October 3, 1997
The Road Ahead for S Corporation ESOPs
With the new tax law making it possible for S corporations to have ESOPs as owners, many C corporations with ESOPs are considering switching to S status. Especially where the ESOP owns a substantial part of the company's stock, this can provide a substantial tax benefit, even reducing taxes to zero where the ESOP owns 100% of the shares. Indeed, it is arguably a duty of ESOP fiduciaries to consider such a switch. Several issues need to be kept in mind, however:
- The election requires the consent of all shareholders.

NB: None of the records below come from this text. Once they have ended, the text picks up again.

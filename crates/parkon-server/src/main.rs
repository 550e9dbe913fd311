mod api;
mod middleware;
mod scheduler;

use std::sync::Arc;

use parkon_search::{PgSearchSink, PostcodeClient, SearchService};
use tracing_subscriber::EnvFilter;

use crate::{
    api::{build_app, default_rate_limit_state, AppState},
    middleware::PrivilegeState,
};

#[tokio::main]
async fn main() -> anyhow::Result<()> {
    dotenvy::dotenv().ok();
    let config = parkon_core::load_app_config()?;
    let env_filter = EnvFilter::try_from_default_env()
        .or_else(|_| EnvFilter::try_new(config.log_level.clone()))?;
    tracing_subscriber::fmt().with_env_filter(env_filter).init();

    tracing::info!(env = %config.env, bind_addr = %config.bind_addr, "starting parkon-server");

    let pool_config = parkon_db::PoolConfig::from_app_config(&config);
    let pool = parkon_db::connect_pool(config.database_url()?, pool_config).await?;
    let applied = parkon_db::run_migrations(&pool).await?;
    tracing::info!(applied, "migrations complete");

    let sink = Arc::new(PgSearchSink::new(pool.clone()));
    let search = SearchService::from_app_config(&config, sink)?;
    let geocoder = PostcodeClient::from_app_config(&config)?;

    let _scheduler = scheduler::build_scheduler(pool.clone(), config.cache_retention_days).await?;

    let state = AppState {
        pool,
        search: Arc::new(search),
        geocoder: Arc::new(geocoder),
    };
    let app = build_app(state, PrivilegeState::from_env(), default_rate_limit_state());

    let listener = tokio::net::TcpListener::bind(config.bind_addr).await?;
    axum::serve(listener, app)
        .with_graceful_shutdown(shutdown_signal())
        .await?;
    Ok(())
}

async fn shutdown_signal() {
    let ctrl_c = async {
        if let Err(e) = tokio::signal::ctrl_c().await {
            tracing::error!(error = %e, "failed to listen for ctrl-c");
            std::future::pending::<()>().await;
        }
    };

    #[cfg(unix)]
    let terminate = async {
        match tokio::signal::unix::signal(tokio::signal::unix::SignalKind::terminate()) {
            Ok(mut signal) => {
                signal.recv().await;
            }
            Err(e) => {
                tracing::error!(error = %e, "failed to install SIGTERM handler");
                std::future::pending::<()>().await;
            }
        }
    };

    #[cfg(not(unix))]
    let terminate = std::future::pending::<()>();

    tokio::select! {
        () = ctrl_c => {},
        () = terminate => {},
    }

    tracing::info!("received shutdown signal, starting graceful shutdown");
}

- An S corporation can only have 75 shareholders (the ESOP counts as one). S corporations can only have one class of stock, with the one exception that it can have voting and nonvoting common shares. Some C corporation ESOPs use convertible preferred or super-common stock for various reasons. These may or may not be sufficiently compelling to warrant not changing.
- S corporations must operate on a calendar year.

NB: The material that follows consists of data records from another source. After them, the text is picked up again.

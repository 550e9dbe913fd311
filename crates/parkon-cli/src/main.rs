use std::sync::Arc;

use clap::{Parser, Subcommand};
use parkon_core::{AppConfig, CallerPrivilege, SearchResult};
use parkon_search::{
    MemorySink, PostcodeClient, RawSearchParams, SearchService, SearchSink, TracingSink,
};
use sqlx::PgPool;
use tracing_subscriber::EnvFilter;

#[derive(Parser)]
#[command(name = "parkon", about = "London parking search")]
struct Cli {
    #[command(subcommand)]
    command: Option<Commands>,
}

#[derive(Subcommand)]
enum Commands {
    /// Run a one-shot parking search around a coordinate
    Search {
        #[arg(long, allow_negative_numbers = true)]
        latitude: String,
        #[arg(long, allow_negative_numbers = true)]
        longitude: String,
        #[arg(long, conflicts_with = "radius_km")]
        radius_miles: Option<String>,
        #[arg(long)]
        radius_km: Option<String>,
        /// One of standard, disabled, electric, motorcycle
        #[arg(long)]
        spot_type: Option<String>,
        /// Maximum hourly rate in GBP
        #[arg(long)]
        max_price: Option<String>,
        /// Include live free-space counts from TfL occupancy data
        #[arg(long)]
        realtime: bool,
        /// Persist the search to the Postgres cache
        #[arg(long)]
        record: bool,
        /// Print the raw result as JSON
        #[arg(long)]
        json: bool,
    },
    /// Resolve a UK postcode to a coordinate
    Geocode { postcode: String },
    /// Apply pending database migrations
    Migrate,
    /// Delete cached searches older than the retention window
    PruneCache {
        /// Overrides PARKON_CACHE_RETENTION_DAYS
        #[arg(long)]
        days: Option<u32>,
    },
    /// Show the most recent cached searches
    History {
        #[arg(long, default_value_t = 10)]
        limit: i64,
    },
}

#[tokio::main]
async fn main() -> anyhow::Result<()> {
    dotenvy::dotenv().ok();
    let cli = Cli::parse();

    let Some(command) = cli.command else {
        println!("parkon-cli: no command given. Run with --help for usage.");
        return Ok(());
    };

    let config = parkon_core::load_app_config()?;
    let env_filter = EnvFilter::try_from_default_env()
        .or_else(|_| EnvFilter::try_new(config.log_level.clone()))?;
    tracing_subscriber::fmt()
        .with_env_filter(env_filter)
        .with_writer(std::io::stderr)
        .init();

    match command {
        Commands::Search {
            latitude,
            longitude,
            radius_miles,
            radius_km,
            spot_type,
            max_price,
            realtime,
            record,
            json,
        } => {
            let params = RawSearchParams {
                latitude: Some(latitude),
                longitude: Some(longitude),
                radius_miles,
                radius_km,
                spot_type,
                max_price,
            };
            let privilege = if realtime {
                CallerPrivilege::Realtime
            } else {
                CallerPrivilege::Anonymous
            };
            run_search(&config, &params, privilege, record, json).await?;
        }
        Commands::Geocode { postcode } => {
            let client = PostcodeClient::from_app_config(&config)?;
            match client.lookup(&postcode).await? {
                Some(found) => println!("{}", serde_json::to_string_pretty(&found)?),
                None => anyhow::bail!("postcode {postcode} not found"),
            }
        }
        Commands::Migrate => {
            let pool = connect(&config).await?;
            let applied = parkon_db::run_migrations(&pool).await?;
            println!("migrations applied: {applied}");
        }
        Commands::PruneCache { days } => {
            let pool = connect(&config).await?;
            let days = days.unwrap_or(config.cache_retention_days);
            let cutoff = chrono::Utc::now() - chrono::Duration::days(i64::from(days));
            let removed = parkon_db::prune_search_cache(&pool, cutoff).await?;
            println!("pruned {removed} cached searches older than {cutoff}");
        }
        Commands::History { limit } => {
            let pool = connect(&config).await?;
            let total = parkon_db::count_search_cache(&pool).await?;
            let rows = parkon_db::list_recent_search_cache(&pool, limit).await?;
            println!("{total} cached searches, showing {}", rows.len());
            for row in rows {
                println!(
                    "{}  {}  ({:.4}, {:.4}) r={:.2}km  matched={}  [{}]",
                    row.cached_at.format("%Y-%m-%d %H:%M:%S"),
                    row.public_id,
                    row.latitude,
                    row.longitude,
                    row.radius_km,
                    row.total_matched,
                    row.privilege,
                );
            }
        }
    }

    Ok(())
}

async fn connect(config: &AppConfig) -> anyhow::Result<PgPool> {
    let pool_config = parkon_db::PoolConfig::from_app_config(config);
    Ok(parkon_db::connect_pool(config.database_url()?, pool_config).await?)
}

async fn run_search(
    config: &AppConfig,
    params: &RawSearchParams,
    privilege: CallerPrivilege,
    record: bool,
    json: bool,
) -> anyhow::Result<()> {
    let recorded = MemorySink::new();
    let sink: Arc<dyn SearchSink> = if record {
        Arc::new(recorded.clone())
    } else {
        Arc::new(TracingSink)
    };
    let service = SearchService::from_app_config(config, sink)?;
    let result = service.search(params, privilege).await?;

    if json {
        println!("{}", serde_json::to_string_pretty(&result)?);
    } else {
        print_table(&result);
    }

    if record {
        record_searches(config, &recorded).await;
    }
    Ok(())
}

/// Writes captured searches to `search_cache` and returns how many landed.
///
/// Failures are logged and never fail the command.
async fn record_searches(config: &AppConfig, recorded: &MemorySink) -> usize {
    let records = recorded.records();
    if records.is_empty() {
        return 0;
    }

    let pool = match connect(config).await {
        Ok(pool) => pool,
        Err(e) => {
            tracing::warn!(error = %e, "failed to record search");
            return 0;
        }
    };

    let mut saved = 0;
    for record in records {
        let entry = match record.to_cache_entry() {
            Ok(entry) => entry,
            Err(e) => {
                tracing::warn!(error = %e, "failed to record search");
                continue;
            }
        };
        match parkon_db::insert_search_cache(&pool, &entry).await {
            Ok(id) => {
                tracing::info!(id, "search recorded");
                saved += 1;
            }
            Err(e) => tracing::warn!(error = %e, "failed to record search"),
        }
    }
    saved
}

fn print_table(result: &SearchResult) {
    println!("{}", result.message);
    for (position, item) in result.items.iter().enumerate() {
        let spot = &item.candidate;
        let live = spot
            .live_free_spaces
            .map(|free| format!("  {free} free"))
            .unwrap_or_default();
        println!(
            "{:>2}. {:<40} {:>5.2} km  {:>3} min  {}{}/h  {}{}",
            position + 1,
            spot.name,
            item.distance_km,
            item.walk_time_mins,
            currency_symbol(&spot.pricing.currency),
            spot.pricing.hourly_rate,
            spot.category,
            live,
        );
    }
}

fn currency_symbol(currency: &str) -> &str {
    match currency {
        "GBP" => "£",
        other => other,
    }
}

#[cfg(test)]
mod tests;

- On conversion, S corporations using last in, first out (LIFO) accounting are subject to a LIFO recapture tax. This could be substantial in some cases, especially in capital intensive businesses.
- For a 10-year period after conversion, if the company sells any asset it held on the day of its S corporation election, it will have to pay "built-in gains" tax on that sale. This tax is in addition to taxes paid by shareholders.
- In S corporations, some fringe benefits paid to 2% or more owners are taxable.
- Net operating losses incurred as a C corporation are suspended while an S corporation. These losses may be applied against LIFO or built-in gains taxes, however.
- State laws vary, and some states may not track federal laws. In California, for instance, ESOP are subject to state unrelated business income tax.